My loved one died recently? How do I administer his estate?
You first must determine whether his estate needs to be administered. Many items are not covered by probate court. For instance, life insurance policies go to the named beneficiaries directly. Jointly held bank accounts and real estate generally go directly to the joint owners. Retirement accounts generally go to the surviving spouse directly. Automobiles can be transferred to the surviving spouse by going to the tag office in your home county.
If the decedent owned a real estate or other property like bank accounts, investment accounts, personal property that needs to be distributed, you will need to file to administer his estate.
If the estate needs to be administered, what do I need to do first?
You can go to the website www.gaprobate.org and download Form No. 3. You will need a certified copy of the death certificate before you can file the completed petition. You will need to complete the form as directed. The surviving spouse is first in order to be the administrator followed by the children. However, if all heirs agree on an individual, then that person will be appointed.
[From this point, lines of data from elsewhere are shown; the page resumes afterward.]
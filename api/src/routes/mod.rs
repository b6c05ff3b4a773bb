//! HTTP route entry point for `/api/...`.
//!
//! This module defines all HTTP entry points under the `/api` namespace.
//! Routes are organized by domain (authentication, users, departments,
//! subjects, exams, sheets, grievances, dashboard), each protected via
//! appropriate access control middleware.
//!
//! Route groups include:
//! - `/health` → Health check endpoint (public)
//! - `/auth` → Authentication endpoints (login, public)
//! - `/users`, `/departments`, `/subjects` → Admin-managed reference data
//! - `/exams` → Exam creation, teacher assignments, sheet uploads
//! - `/sheets` → Sheet detail, grading, annotations, grievance submission
//! - `/grievances` → Grievance review transitions (teachers)
//! - `/me` → Role-filtered views for the calling user
//! - `/dashboard` → Admin overview statistics

use crate::auth::guards::{allow_admin, allow_authenticated, allow_teacher};
use crate::routes::{
    auth::auth_routes, dashboard::dashboard_routes, departments::departments_routes,
    exams::exams_routes, grievances::grievances_routes, health::health_routes, me::me_routes,
    sheets::sheets_routes, subjects::subjects_routes, users::users_routes,
};
use axum::{Router, middleware::from_fn};
use util::state::AppState;

pub mod auth;
pub mod common;
pub mod dashboard;
pub mod departments;
pub mod exams;
pub mod grievances;
pub mod health;
pub mod me;
pub mod sheets;
pub mod subjects;
pub mod users;

/// Builds the complete application router for all HTTP endpoints.
///
/// The returned router has its state applied and mounts all core API routes
/// under their respective base paths.
///
/// # Route Structure:
/// - `/health` → Health check endpoint (no authentication required).
/// - `/auth` → Login (no authentication required).
/// - `/users`, `/departments`, `/subjects` → Reference data (admin only).
/// - `/exams` → Exam CRUD and nested assignments/sheets (authenticated;
///   per-route guards tighten access further).
/// - `/sheets` → Sheet detail, grading, annotations, and grievance
///   submission (authenticated; per-route guards).
/// - `/grievances` → Review transitions (teachers).
/// - `/me` → The calling user's sheets, grievances, and pending queue.
/// - `/dashboard` → Overview statistics (admin only).
pub fn routes(app_state: AppState) -> Router {
    Router::new()
        .nest("/health", health_routes())
        .nest("/auth", auth_routes())
        .nest("/users", users_routes().route_layer(from_fn(allow_admin)))
        .nest(
            "/departments",
            departments_routes().route_layer(from_fn(allow_admin)),
        )
        .nest(
            "/subjects",
            subjects_routes().route_layer(from_fn(allow_admin)),
        )
        .nest(
            "/exams",
            exams_routes().route_layer(from_fn(allow_authenticated)),
        )
        .nest(
            "/sheets",
            sheets_routes().route_layer(from_fn(allow_authenticated)),
        )
        .nest(
            "/grievances",
            grievances_routes().route_layer(from_fn(allow_teacher)),
        )
        .nest("/me", me_routes().route_layer(from_fn(allow_authenticated)))
        .nest(
            "/dashboard",
            dashboard_routes().route_layer(from_fn(allow_admin)),
        )
        .with_state(app_state)
}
How do I determine who the heirs are.
Georgia law determines who the heirs are. The heirs are determined by priority. The first priority is the surviving spouse and any children. They stand equal in the law and will divide an estate equally among themselves with each person getting a share equal to every other person, unless there are more than two children. If there are more than two children, the surviving spouse will receive 1/3 of the estate and the children will divide the remaining 2/3 among themselves equally. If there is no surviving spouse, the children will receive the entire estate. Likewise, if there are no children, the spouse will receive the entire estate. If there is no surviving spouse and no surviving children, then grandchildren will receive the entire estate. The grandchildren will receive their parent's share and divide it equally among themselves. If the person died without a surviving spouse, no children or grandchildren, the decedent's parents will inherit the estate.
Why do i need to know who the heirs are
The heirs must consent to the Petition to Appoint Administrator, or they must be legally served with a copy of the petition once it is filed. This article does not address the situation when all the heirs are not in agreement. Children under the age of 18 and people who have been declared incompetent cannot consent to a petition.
Are there any things to be careful about when completing the petition
You should note specifically section 5 that asks about inventory, bonds and expanded powers. If all the heirs are in agreement, you should initial next to the first box as that provides the most flexibility for the administrator. It also provides that the administrator does not have to post a bond which saves the estate money. Remember however, that the bond is there to protect the heirs from misdeeds of the administrator. Therefore, you should not waive the bond requirements unless you have complete confidence in the administrator.
In section 4, you should explain to the court any peculiarities with the family structure such as a predeceased child or spouse. The petitioner is usually the person asking to be appointed as administrator. If that is so, the petitioner will sign the document on pages 3, 4 and 5. The heirs will sign on page 5 and will initial next to choices a and b to provide the greatest flexibility for the administrator.
After the form is complete, what do I do.
You will take the completed form to the probate court in the county where the deceased person lived at his death. You will file the petition in the probate court. It will generally take more than 30 days before you will be granted your Letters of Administration. The filing fees for the petition vary by county but generally will be around $150.00. You will go back to the probate court in a few weeks to take your oath. The court will notify you of when to appear. The court will then grant you the Letters of Administration if everything is in order.